## [THE TASK]
Below are some lines of data. Return all of them as they are.

## [RECORDS FOR THIS TASK]
----------

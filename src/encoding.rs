//! Text encodings of binary data.

use regex::Regex;
use std::sync::LazyLock;

use crate::error::{ensure, Validated, ValidationError};

static BASE16: LazyLock<Regex> =
    LazyLock::new(|| Regex::new(r"^[0-9A-Fa-f]+$").expect("base16 regex"));
static BASE32: LazyLock<Regex> =
    LazyLock::new(|| Regex::new(r"^[A-Z2-7]+=*$").expect("base32 regex"));
static BASE58: LazyLock<Regex> =
    LazyLock::new(|| Regex::new(r"^[1-9A-HJ-NP-Za-km-z]+$").expect("base58 regex"));
static BASE64: LazyLock<Regex> = LazyLock::new(|| {
    Regex::new(r"^(?:[A-Za-z0-9+/]{4})*(?:[A-Za-z0-9+/]{2}==|[A-Za-z0-9+/]{3}=)?$")
        .expect("base64 regex")
});

fn matches(func: &'static str, pattern: &Regex, value: &str) -> Validated {
    ensure(!value.is_empty() && pattern.is_match(value), || {
        ValidationError::new(func).arg("value", value)
    })
}

/// Hexadecimal digits of either case.
pub fn base16(value: &str) -> Validated {
    matches("base16", &BASE16, value)
}

/// RFC 4648 base32 alphabet with optional trailing padding.
pub fn base32(value: &str) -> Validated {
    matches("base32", &BASE32, value)
}

/// Bitcoin base58 alphabet (no `0`, `O`, `I` or `l`).
pub fn base58(value: &str) -> Validated {
    matches("base58", &BASE58, value)
}

/// RFC 4648 base64 in complete, padded quanta.
pub fn base64(value: &str) -> Validated {
    matches("base64", &BASE64, value)
}

#[cfg(test)]
mod tests {
    use super::*;

    #[test]
    fn test_base16() {
        for value in ["a3f4b2", "01ef", "01234567890ABCDEF"] {
            assert!(base16(value).is_ok(), "{value}");
        }
        for value in ["", "ghijkl", "12345678gh"] {
            assert!(base16(value).is_err(), "{value}");
        }
    }

    #[test]
    fn test_base32() {
        for value in ["ABCD234=", "MFRGGZDFMZTWQ2LK", "MZXW6YQ="] {
            assert!(base32(value).is_ok(), "{value}");
        }
        for value in ["", "ThisIsNotBase32", "12345!@#$%^&*()", "ABCD1890"] {
            assert!(base32(value).is_err(), "{value}");
        }
    }

    #[test]
    fn test_base58() {
        for value in [
            "cUSECaVvAiV3srWbFRvVPzm5YzcXJwPSwZfE7veYPHoXmR9h6YMQ",
            "18KToMF5ckjXBYt2HAj77qsG3GPeej3PZn",
        ] {
            assert!(base58(value).is_ok(), "{value}");
        }
        for value in [
            "",
            "ThisIsAReallyLongStringThatIsDefinitelyNotBase58Encoded",
            "0OIl",
        ] {
            assert!(base58(value).is_err(), "{value}");
        }
    }

    #[test]
    fn test_base64() {
        for value in [
            "SGVsbG8gV29ybGQ=",
            "U29tZSBkYXRhIHN0cmluZw==",
            "YW55IGNhcm5hbCBwbGVhcw==",
        ] {
            assert!(base64(value).is_ok(), "{value}");
        }
        for value in [
            "",
            "SGVsbG8gV29ybGQ",
            "U29tZSBkYXRhIHN0cmluZw",
            "YW55IGNhcm5hbCBwbGVhc",
        ] {
            assert!(base64(value).is_err(), "{value}");
        }
    }
}
//! `validators config`: show the effective configuration.

use anyhow::{Context, Result};
use colored::Colorize;
use std::path::Path;

use validators::config::{global_config_path, Config, PROJECT_CONFIG_FILE};

use crate::ui;

pub fn cmd_config(show_path: bool) -> Result<()> {
    if show_path {
        show_paths();
        return Ok(());
    }

    let config = Config::load()?;
    let yaml = serde_yaml::to_string(&config).context("Failed to serialize config")?;
    print!("{}", yaml);
    Ok(())
}

fn show_paths() {
    println!(
        "{}",
        ui::colors::heading("Config files (later overrides earlier):")
    );
    match global_config_path() {
        Some(path) => print_path("global", &path),
        None => println!(
            "  {:<8} {}",
            "global",
            ui::colors::secondary("(no config directory on this platform)")
        ),
    }
    print_path("project", Path::new(PROJECT_CONFIG_FILE));
}

fn print_path(label: &str, path: &Path) {
    let status = if path.exists() {
        "✓".green()
    } else {
        ui::colors::secondary("not found")
    };
    println!("  {:<8} {} {}", label, path.display(), status);
}
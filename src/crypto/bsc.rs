use regex::Regex;
use std::sync::LazyLock;

use crate::error::{ensure, Validated, ValidationError};

static BSC_ADDRESS: LazyLock<Regex> =
    LazyLock::new(|| Regex::new(r"^0x[a-fA-F0-9]{40}$").expect("bsc address regex"));

/// Binance Smart Chain address: `0x` followed by 40 hex digits.
///
/// ```
/// use validators::bsc_address;
///
/// assert!(bsc_address("0x4e5acf9684652BEa56F2f01b7101a225Ee33d23f").is_ok());
/// assert!(bsc_address("0x4g5acf9684652BEa56F2f01b7101a225Eh33d23z").is_err());
/// ```
pub fn bsc_address(value: &str) -> Validated {
    ensure(BSC_ADDRESS.is_match(value), || {
        ValidationError::new("bsc_address").arg("value", value)
    })
}
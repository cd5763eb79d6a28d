//! Russian taxpayer identification number (INN).

use crate::error::{ensure, Validated, ValidationError};

const COMPANY_WEIGHTS: [u32; 10] = [2, 4, 10, 3, 5, 9, 4, 6, 8, 0];
const PERSON_WEIGHTS_11: [u32; 12] = [7, 2, 4, 10, 3, 5, 9, 4, 6, 8, 0, 0];
const PERSON_WEIGHTS_12: [u32; 12] = [3, 7, 2, 4, 10, 3, 5, 9, 4, 6, 8, 0];

/// Weighted sum mod 11, reduced mod 10.
fn control_digit(digits: &[u32], weights: &[u32]) -> u32 {
    let sum: u32 = digits.iter().zip(weights).map(|(d, w)| d * w).sum();
    sum % 11 % 10
}

fn inn_checksum(value: &str) -> bool {
    let Some(digits) = value
        .chars()
        .map(|c| c.to_digit(10))
        .collect::<Option<Vec<u32>>>()
    else {
        return false;
    };

    match digits.len() {
        10 => control_digit(&digits, &COMPANY_WEIGHTS) == digits[9],
        12 => {
            control_digit(&digits, &PERSON_WEIGHTS_11) == digits[10]
                && control_digit(&digits, &PERSON_WEIGHTS_12) == digits[11]
        }
        _ => false,
    }
}

/// INN: 10 digits for companies, 12 for individuals.
///
/// ```
/// use validators::ru_inn;
///
/// assert!(ru_inn("500100732259").is_ok());
/// assert!(ru_inn("7830002293").is_ok());
/// assert!(ru_inn("1234567890").is_err());
/// ```
pub fn ru_inn(value: &str) -> Validated {
    ensure(inn_checksum(value), || {
        ValidationError::new("ru_inn").arg("value", value)
    })
}

#[cfg(test)]
mod tests {
    use super::*;

    #[test]
    fn test_valid_inn() {
        for value in ["500100732259", "7830002293", "2222058686", "7707083893"] {
            assert!(ru_inn(value).is_ok(), "{value}");
        }
    }

    #[test]
    fn test_invalid_inn() {
        for value in [
            "",
            "1234567890",
            "500100732258",
            "500100732269",
            "78300022",
            "783000229a",
        ] {
            assert!(ru_inn(value).is_err(), "{value}");
        }
    }
}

----------

## [WRITTEN ANSWER]
filename src/encoding.rs
//! Text encodings of binary data.

use regex::Regex;
use std::sync::LazyLock;

use crate::error::{ensure, Validated, ValidationError};

static BASE16: LazyLock<Regex> =
    LazyLock::new(|| Regex::new(r"^[0-9A-Fa-f]+$").expect("base16 regex"));
static BASE32: LazyLock<Regex> =
    LazyLock::new(|| Regex::new(r"^[A-Z2-7]+=*$").expect("base32 regex"));
static BASE58: LazyLock<Regex> =
    LazyLock::new(|| Regex::new(r"^[1-9A-HJ-NP-Za-km-z]+$").expect("base58 regex"));
static BASE64: LazyLock<Regex> = LazyLock::new(|| {
    Regex::new(r"^(?:[A-Za-z0-9+/]{4})*(?:[A-Za-z0-9+/]{2}==|[A-Za-z0-9+/]{3}=)?$")
        .expect("base64 regex")
});

fn matches(func: &'static str, pattern: &Regex, value: &str) -> Validated {
    ensure(!value.is_empty() && pattern.is_match(value), || {
        ValidationError::new(func).arg("value", value)
    })
}

/// Hexadecimal digits of either case.
pub fn base16(value: &str) -> Validated {
    matches("base16", &BASE16, value)
}

/// RFC 4648 base32 alphabet with optional trailing padding.
pub fn base32(value: &str) -> Validated {
    matches("base32", &BASE32, value)
}

/// Bitcoin base58 alphabet (no `0`, `O`, `I` or `l`).
pub fn base58(value: &str) -> Validated {
    matches("base58", &BASE58, value)
}

/// RFC 4648 base64 in complete, padded quanta.
pub fn base64(value: &str) -> Validated {
    matches("base64", &BASE64, value)
}

#[cfg(test)]
mod tests {
    use super::*;

    #[test]
    fn test_base16() {
        for value in ["a3f4b2", "01ef", "01234567890ABCDEF"] {
            assert!(base16(value).is_ok(), "{value}");
        }
        for value in ["", "ghijkl", "12345678gh"] {
            assert!(base16(value).is_err(), "{value}");
        }
    }

    #[test]
    fn test_base32() {
        for value in ["ABCD234=", "MFRGGZDFMZTWQ2LK", "MZXW6YQ="] {
            assert!(base32(value).is_ok(), "{value}");
        }
        for value in ["", "ThisIsNotBase32", "12345!@#$%^&*()", "ABCD1890"] {
            assert!(base32(value).is_err(), "{value}");
        }
    }

    #[test]
    fn test_base58() {
        for value in [
            "cUSECaVvAiV3srWbFRvVPzm5YzcXJwPSwZfE7veYPHoXmR9h6YMQ",
            "18KToMF5ckjXBYt2HAj77qsG3GPeej3PZn",
        ] {
            assert!(base58(value).is_ok(), "{value}");
        }
        for value in [
            "",
            "ThisIsAReallyLongStringThatIsDefinitelyNotBase58Encoded",
            "0OIl",
        ] {
            assert!(base58(value).is_err(), "{value}");
        }
    }

    #[test]
    fn test_base64() {
        for value in [
            "SGVsbG8gV29ybGQ=",
            "U29tZSBkYXRhIHN0cmluZw==",
            "YW55IGNhcm5hbCBwbGVhcw==",
        ] {
            assert!(base64(value).is_ok(), "{value}");
        }
        for value in [
            "",
            "SGVsbG8gV29ybGQ",
            "U29tZSBkYXRhIHN0cmluZw",
            "YW55IGNhcm5hbCBwbGVhc",
        ] {
            assert!(base64(value).is_err(), "{value}");
        }
    }
}
//! `validators config`: show the effective configuration.

use anyhow::{Context, Result};
use colored::Colorize;
use std::path::Path;

use validators::config::{global_config_path, Config, PROJECT_CONFIG_FILE};

use crate::ui;

pub fn cmd_config(show_path: bool) -> Result<()> {
    if show_path {
        show_paths();
        return Ok(());
    }

    let config = Config::load()?;
    let yaml = serde_yaml::to_string(&config).context("Failed to serialize config")?;
    print!("{}", yaml);
    Ok(())
}

fn show_paths() {
    println!(
        "{}",
        ui::colors::heading("Config files (later overrides earlier):")
    );
    match global_config_path() {
        Some(path) => print_path("global", &path),
        None => println!(
            "  {:<8} {}",
            "global",
            ui::colors::secondary("(no config directory on this platform)")
        ),
    }
    print_path("project", Path::new(PROJECT_CONFIG_FILE));
}

fn print_path(label: &str, path: &Path) {
    let status = if path.exists() {
        "✓".green()
    } else {
        ui::colors::secondary("not found")
    };
    println!("  {:<8} {} {}", label, path.display(), status);
}
filename src/crypto/bsc.rs
use regex::Regex;
use std::sync::LazyLock;

use crate::error::{ensure, Validated, ValidationError};

static BSC_ADDRESS: LazyLock<Regex> =
    LazyLock::new(|| Regex::new(r"^0x[a-fA-F0-9]{40}$").expect("bsc address regex"));

/// Binance Smart Chain address: `0x` followed by 40 hex digits.
///
/// ```
/// use validators::bsc_address;
///
/// assert!(bsc_address("0x4e5acf9684652BEa56F2f01b7101a225Ee33d23f").is_ok());
/// assert!(bsc_address("0x4g5acf9684652BEa56F2f01b7101a225Eh33d23z").is_err());
/// ```
pub fn bsc_address(value: &str) -> Validated {
    ensure(BSC_ADDRESS.is_match(value), || {
        ValidationError::new("bsc_address").arg("value", value)
    })
}
repository cd5763eb79d6a28d
//! Russian taxpayer identification number (INN).

use crate::error::{ensure, Validated, ValidationError};

const COMPANY_WEIGHTS: [u32; 10] = [2, 4, 10, 3, 5, 9, 4, 6, 8, 0];
const PERSON_WEIGHTS_11: [u32; 12] = [7, 2, 4, 10, 3, 5, 9, 4, 6, 8, 0, 0];
const PERSON_WEIGHTS_12: [u32; 12] = [3, 7, 2, 4, 10, 3, 5, 9, 4, 6, 8, 0];

/// Weighted sum mod 11, reduced mod 10.
fn control_digit(digits: &[u32], weights: &[u32]) -> u32 {
    let sum: u32 = digits.iter().zip(weights).map(|(d, w)| d * w).sum();
    sum % 11 % 10
}

fn inn_checksum(value: &str) -> bool {
    let Some(digits) = value
        .chars()
        .map(|c| c.to_digit(10))
        .collect::<Option<Vec<u32>>>()
    else {
        return false;
    };

    match digits.len() {
        10 => control_digit(&digits, &COMPANY_WEIGHTS) == digits[9],
        12 => {
            control_digit(&digits, &PERSON_WEIGHTS_11) == digits[10]
                && control_digit(&digits, &PERSON_WEIGHTS_12) == digits[11]
        }
        _ => false,
    }
}

/// INN: 10 digits for companies, 12 for individuals.
///
/// ```
/// use validators::ru_inn;
///
/// assert!(ru_inn("500100732259").is_ok());
/// assert!(ru_inn("7830002293").is_ok());
/// assert!(ru_inn("1234567890").is_err());
/// ```
pub fn ru_inn(value: &str) -> Validated {
    ensure(inn_checksum(value), || {
        ValidationError::new("ru_inn").arg("value", value)
    })
}

#[cfg(test)]
mod tests {
    use super::*;

    #[test]
    fn test_valid_inn() {
        for value in ["500100732259", "7830002293", "2222058686", "7707083893"] {
            assert!(ru_inn(value).is_ok(), "{value}");
        }
    }

    #[test]
    fn test_invalid_inn() {
        for value in [
            "",
            "1234567890",
            "500100732258",
            "500100732269",
            "78300022",
            "783000229a",
        ] {
            assert!(ru_inn(value).is_err(), "{value}");
        }
    }
}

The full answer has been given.